The shocking mob-style execution of fashion designer Gianni Versace in the United State that appears to have been the crescendo of a cross-country murder spree that landed 27-year-old Andrew Cunanan on the F.B.I.'s Ten Most Wanted list. From the truth about Cunanan's childhood, through his free-spending days at the heart of San Diego's gay society, to the bloody crime scenes he left behind in Minneapolis, Chicago, New Jersey, and Miami, the author Maureen Orth follows the twisted psychological path that ended only when Cunanan turned the .40-caliber murder weapon on himself. Read the Killer's Trail, published by Vanity Fair in September 1997.

V Kumaraswamy profiles a few working class writers across India, in Reader's Digest. They pull rickshaws, sell tea, work as domestic help and as daily wage labourers for a living. They also bare their souls in their writings and touch many hearts.

The unending indignities of Alzheimer's. Jeneen Interlandi writes about her family that navigated the disease and its financial burdens, in The New York Times.

From the piece: "I can't have been older than 3, but I swear I remember that moment. I remember my father like that — young, and in love with his children, and their mother, and our little slice of the universe. He got a diagnosis of Alzheimer's in 2016. This year, his doctor told us that we needed to move him into a nursing home. By then, he had been expelled from the local senior center for wandering off too much and was refusing to attend the adjacent, slightly-higher-security dementia day care. The strain of caring for him without one of those support programs was too much for our mother to bear, the doctor said.
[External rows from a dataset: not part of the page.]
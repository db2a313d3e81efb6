//! Distinct values and counts, computed by the server.

use crate::{Client, Error, OutFields, QueryParameters, Result};
use serde::Serialize;
use serde_json::{Map, Value, json};
use std::cmp::Ordering;

/// The distinct values of one or more fields.
#[derive(Debug, Clone, PartialEq, Serialize)]
#[serde(untagged)]
pub enum UniqueValues {
    /// The distinct values of a single field.
    Values(Vec<Value>),

    /// The distinct combinations of several fields, one object per row.
    Rows(Vec<Map<String, Value>>),
}

/// How many features have a value.
#[derive(Debug, Clone, PartialEq, Serialize)]
pub struct ValueCount {
    /// The value.
    pub value: Value,

    /// The number of features with the value.
    pub count: u64,
}

/// How many features have a pair of values.
#[derive(Debug, Clone, PartialEq, Serialize)]
pub struct NestedCount {
    /// The values, in field order.
    pub values: Vec<Value>,

    /// The number of features with both values.
    pub count: u64,
}

impl UniqueValues {
    /// Returns the number of values (or rows).
    pub fn len(&self) -> usize {
        match self {
            UniqueValues::Values(values) => values.len(),
            UniqueValues::Rows(rows) => rows.len(),
        }
    }

    /// Returns true if there are no values.
    pub fn is_empty(&self) -> bool {
        self.len() == 0
    }
}

impl Client {
    /// Returns the distinct values of one or more fields.
    ///
    /// A single field returns [UniqueValues::Values]. Several fields return
    /// [UniqueValues::Rows], sorted by `sort_by` if it's given. [OutFields::All]
    /// isn't allowed.
    ///
    /// # Examples
    ///
    /// ```no_run
    /// use restfeature::{Client, OutFields};
    ///
    /// let client = Client::new().unwrap();
    /// let url = "https://maps1.vcgov.org/arcgis/rest/services/Beaches/MapServer/6";
    /// let cities = tokio_test::block_on(async {
    ///     client.unique_values(url, &OutFields::from("CITY"), "1=1", None).await.unwrap()
    /// });
    /// ```
    pub async fn unique_values(
        &self,
        url: &str,
        fields: &OutFields,
        where_clause: &str,
        sort_by: Option<&str>,
    ) -> Result<UniqueValues> {
        if fields.names().is_empty() {
            return Err(Error::InvalidOutFields(fields.to_string()));
        }
        let params = statistics_params(where_clause, fields.clone())
            .extra("returnDistinctValues", true);
        let mut rows = attribute_rows(self.query(url, &params).await?)?;
        if let [field] = fields.names() {
            let values = rows
                .iter_mut()
                .map(|row| take_attribute(row, field).unwrap_or(Value::Null))
                .collect();
            Ok(UniqueValues::Values(values))
        } else {
            if let Some(sort_by) = sort_by {
                rows.sort_by(|a, b| {
                    compare(
                        attribute(a, sort_by).unwrap_or(&Value::Null),
                        attribute(b, sort_by).unwrap_or(&Value::Null),
                    )
                });
            }
            Ok(UniqueValues::Rows(rows))
        }
    }

    /// Returns how many features have each value of a field, most common first.
    pub async fn value_counts(
        &self,
        url: &str,
        field: &str,
        where_clause: &str,
    ) -> Result<Vec<ValueCount>> {
        let params = statistics_params(where_clause, OutFields::from(field))
            .extra("outStatistics", out_statistics(&[field])?)
            .extra("groupByFieldsForStatistics", field);
        let count_field = count_field(field);
        let mut value_counts = attribute_rows(self.query(url, &params).await?)?
            .into_iter()
            .map(|mut row| -> Result<ValueCount> {
                Ok(ValueCount {
                    value: take_attribute(&mut row, field).unwrap_or(Value::Null),
                    count: count(&row, &count_field)?,
                })
            })
            .collect::<Result<Vec<_>>>()?;
        value_counts.sort_by(|a, b| b.count.cmp(&a.count));
        Ok(value_counts)
    }

    /// Returns how many features have each pair of values of two fields.
    ///
    /// The result is sorted by the first field's value, then by count with
    /// the most common first.
    pub async fn nested_count(
        &self,
        url: &str,
        fields: [&str; 2],
        where_clause: &str,
    ) -> Result<Vec<NestedCount>> {
        let [first, second] = fields;
        let out_fields = OutFields::from_names(fields);
        let group_by = out_fields.to_string();
        let params = statistics_params(where_clause, out_fields)
            .extra("outStatistics", out_statistics(&fields)?)
            .extra("groupByFieldsForStatistics", group_by);
        let count_field = count_field(second);
        let mut nested_counts = attribute_rows(self.query(url, &params).await?)?
            .into_iter()
            .map(|mut row| -> Result<NestedCount> {
                let count = count(&row, &count_field)?;
                Ok(NestedCount {
                    values: vec![
                        take_attribute(&mut row, first).unwrap_or(Value::Null),
                        take_attribute(&mut row, second).unwrap_or(Value::Null),
                    ],
                    count,
                })
            })
            .collect::<Result<Vec<_>>>()?;
        nested_counts.sort_by(|a, b| {
            compare(&a.values[0], &b.values[0]).then_with(|| b.count.cmp(&a.count))
        });
        Ok(nested_counts)
    }
}

fn statistics_params(where_clause: &str, out_fields: OutFields) -> QueryParameters {
    QueryParameters::new()
        .where_clause(where_clause)
        .out_fields(out_fields)
        .return_geometry(false)
}

fn count_field(field: &str) -> String {
    format!("{field}_count")
}

fn out_statistics(fields: &[&str]) -> Result<String> {
    let statistics: Vec<Value> = fields
        .iter()
        .map(|field| {
            json!({
                "statisticType": "count",
                "onStatisticField": field,
                "outStatisticFieldName": count_field(field),
            })
        })
        .collect();
    serde_json::to_string(&statistics).map_err(Error::from)
}

fn attribute_rows(mut object: Map<String, Value>) -> Result<Vec<Map<String, Value>>> {
    let features = match object.remove("features") {
        Some(Value::Array(features)) => features,
        Some(value) => {
            return Err(Error::InvalidValue {
                key: "features".to_string(),
                value,
            });
        }
        None => return Err(Error::MissingKey("features")),
    };
    features
        .into_iter()
        .map(|feature| match feature {
            Value::Object(mut feature) => match feature.remove("attributes") {
                Some(Value::Object(attributes)) => Ok(attributes),
                _ => Err(Error::MissingKey("attributes")),
            },
            value => Err(Error::InvalidValue {
                key: "features".to_string(),
                value,
            }),
        })
        .collect()
}

/// Some servers change the case of field names in statistics responses.
fn attribute<'a>(row: &'a Map<String, Value>, name: &str) -> Option<&'a Value> {
    row.get(name).or_else(|| {
        row.iter()
            .find(|(key, _)| key.eq_ignore_ascii_case(name))
            .map(|(_, value)| value)
    })
}

fn take_attribute(row: &mut Map<String, Value>, name: &str) -> Option<Value> {
    if let Some(value) = row.remove(name) {
        return Some(value);
    }
    let key = row
        .keys()
        .find(|key| key.eq_ignore_ascii_case(name))
        .cloned()?;
    row.remove(&key)
}

fn count(row: &Map<String, Value>, count_field: &str) -> Result<u64> {
    match attribute(row, count_field) {
        Some(value) => value.as_u64().ok_or_else(|| Error::InvalidValue {
            key: count_field.to_string(),
            value: value.clone(),
        }),
        None => Err(Error::InvalidValue {
            key: count_field.to_string(),
            value: Value::Object(row.clone()),
        }),
    }
}

/// Orders JSON values: nulls, then booleans, numbers and strings.
fn compare(a: &Value, b: &Value) -> Ordering {
    fn rank(value: &Value) -> u8 {
        match value {
            Value::Null => 0,
            Value::Bool(_) => 1,
            Value::Number(_) => 2,
            Value::String(_) => 3,
            Value::Array(_) => 4,
            Value::Object(_) => 5,
        }
    }
    match (a, b) {
        (Value::Bool(a), Value::Bool(b)) => a.cmp(b),
        (Value::Number(a), Value::Number(b)) => a
            .as_f64()
            .partial_cmp(&b.as_f64())
            .unwrap_or(Ordering::Equal),
        (Value::String(a), Value::String(b)) => a.cmp(b),
        _ => rank(a).cmp(&rank(b)),
    }
}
And who could disagree?"

China's failed gene-edited baby experiment proves we're not ready for human embryo modification, write Dimitri Perrin & Gaetan Burgio in The Conversation.

Board of Control for Cricket in India president Sourav Ganguly seems more keen to sign on to the past than to the future and his attempt to dilute the Lodha panel recommendations is troubling, writes Suresh Menon in The Hindu.